@lklundinTheir subsequent tweet has this interesting tidbit:
"due to FW timing. Tesla seemed to have realized no matter what they do stuff leaks through firmware so froze releases on week 40 and just backported absolute necessary stuff to limit leakage And now past the new year this must be hw they put into cars now/vsoon so cannot avoid it",
green on Twitter
Feel free to help my memory but IIRC, early 2019 saw leaks regarding (Raven) upgrades to Model S/X, which caused sales of those two models to decrease drastically with Tesla dropping prices and withdrawing all but the long range variants.
So it seems that Tesla has wisened up to the fact that they should not unintentionally Osbourne their sales via firmware upgrades that contain information about yet to come products. Because it doesn't matter whether the people looking in the firmware for clues regarding new Tesla products have no intention of denying Tesla control over when they announce these new products, what matters is whether or not the information gets out to the public.

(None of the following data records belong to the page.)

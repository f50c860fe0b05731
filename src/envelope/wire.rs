//! The frozen protobuf envelope contract.
//!
//! The schema is fixed by the external relay protocol; the structs below
//! are hand-written against it with `prost` field attributes (no build
//! step). Field tags must never change.

/// The unit of transmission between twins.
#[derive(Clone, PartialEq, ::prost::Message)]
pub struct Envelope {
    /// Globally unique id of this envelope.
    #[prost(string, tag = "1")]
    pub uid: ::prost::alloc::string::String,
    #[prost(string, optional, tag = "2")]
    pub tags: ::core::option::Option<::prost::alloc::string::String>,
    /// Seconds since epoch at build time.
    #[prost(uint64, tag = "3")]
    pub timestamp: u64,
    /// TTL in seconds, relative to `timestamp`. The relay drops expired
    /// envelopes.
    #[prost(uint64, tag = "4")]
    pub expiration: u64,
    #[prost(message, optional, tag = "5")]
    pub source: ::core::option::Option<Address>,
    #[prost(message, optional, tag = "6")]
    pub destination: ::core::option::Option<Address>,
    #[prost(oneof = "MessageKind", tags = "7, 8, 9, 14, 15")]
    pub message: ::core::option::Option<MessageKind>,
    #[prost(string, optional, tag = "10")]
    pub schema: ::core::option::Option<::prost::alloc::string::String>,
    /// Hostname of the relay the destination lives behind.
    #[prost(string, optional, tag = "11")]
    pub federation: ::core::option::Option<::prost::alloc::string::String>,
    #[prost(oneof = "Payload", tags = "12, 13")]
    pub payload: ::core::option::Option<Payload>,
    /// Scheme tag byte followed by the raw signature.
    #[prost(bytes = "vec", optional, tag = "16")]
    pub signature: ::core::option::Option<::prost::alloc::vec::Vec<u8>>,
}

/// A twin address; `connection` names a session within the twin.
#[derive(Clone, PartialEq, ::prost::Message)]
pub struct Address {
    #[prost(uint32, tag = "1")]
    pub twin: u32,
    #[prost(string, optional, tag = "2")]
    pub connection: ::core::option::Option<::prost::alloc::string::String>,
}

#[derive(Clone, PartialEq, ::prost::Message)]
pub struct Request {
    #[prost(string, tag = "1")]
    pub command: ::prost::alloc::string::String,
}

#[derive(Clone, PartialEq, ::prost::Message)]
pub struct Response {}

#[derive(Clone, PartialEq, ::prost::Message)]
pub struct Error {
    #[prost(uint32, tag = "1")]
    pub code: u32,
    #[prost(string, tag = "2")]
    pub message: ::prost::alloc::string::String,
}

#[derive(Clone, PartialEq, ::prost::Message)]
pub struct Ping {}

#[derive(Clone, PartialEq, ::prost::Message)]
pub struct Pong {}

/// What the envelope carries: a request, a response, an error, or an
/// application-level keepalive.
#[derive(Clone, PartialEq, ::prost::Oneof)]
pub enum MessageKind {
    #[prost(message, tag = "7")]
    Request(Request),
    #[prost(message, tag = "8")]
    Response(Response),
    #[prost(message, tag = "9")]
    Error(Error),
    #[prost(message, tag = "14")]
    Ping(Ping),
    #[prost(message, tag = "15")]
    Pong(Pong),
}

/// The payload body; mutually exclusive with an `Error` message.
#[derive(Clone, PartialEq, ::prost::Oneof)]
pub enum Payload {
    #[prost(bytes, tag = "12")]
    Plain(::prost::alloc::vec::Vec<u8>),
    #[prost(bytes, tag = "13")]
    Cipher(::prost::alloc::vec::Vec<u8>),
}

impl Envelope {
    pub fn request(&self) -> Option<&Request> {
        match &self.message {
            Some(MessageKind::Request(request)) => Some(request),
            _ => None,
        }
    }

    pub fn response(&self) -> Option<&Response> {
        match &self.message {
            Some(MessageKind::Response(response)) => Some(response),
            _ => None,
        }
    }

    pub fn error(&self) -> Option<&Error> {
        match &self.message {
            Some(MessageKind::Error(error)) => Some(error),
            _ => None,
        }
    }

    pub fn plain(&self) -> Option<&[u8]> {
        match &self.payload {
            Some(Payload::Plain(data)) => Some(data),
            _ => None,
        }
    }

    pub fn cipher(&self) -> Option<&[u8]> {
        match &self.payload {
            Some(Payload::Cipher(data)) => Some(data),
            _ => None,
        }
    }

    /// The payload bytes as carried on the wire — plain contents or the
    /// ciphertext, whichever is present.
    pub fn payload_bytes(&self) -> Option<&[u8]> {
        match &self.payload {
            Some(Payload::Plain(data)) | Some(Payload::Cipher(data)) => Some(data),
            None => None,
        }
    }
}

Due to regrettable circumstances even the announcement of the 100kWh battery variant of the Model S/X was leaked this way - before Tesla had a chance to announce this milestone themselves. A technically proficient Tesla enthusiast (that doesn't need to be named now) looked in a firmware upgrade and saw information about the 100 kWh badge. Wanting to be able to prove after the official announcement that they had seen the information without actually revealing it prematurely, they used a cryptographic commitment scheme(*), but forgot to add some so-called salt, allowing others to very quickly guess the hashed '100 kWh' message - after which the genie could not be put back in the bottle.
(*) Commitment scheme - Wikipedia
In a similar vein, the father daughter team of Tesla owners and enthusiasts noticed the early buildout of superchargers and surmised the transcontinental US route would open, took a leap of faith and successfully, I seem to recall in winter did a run from New York City to California a week before the official Tesla transcontinental run in the infancy of the supercharger network.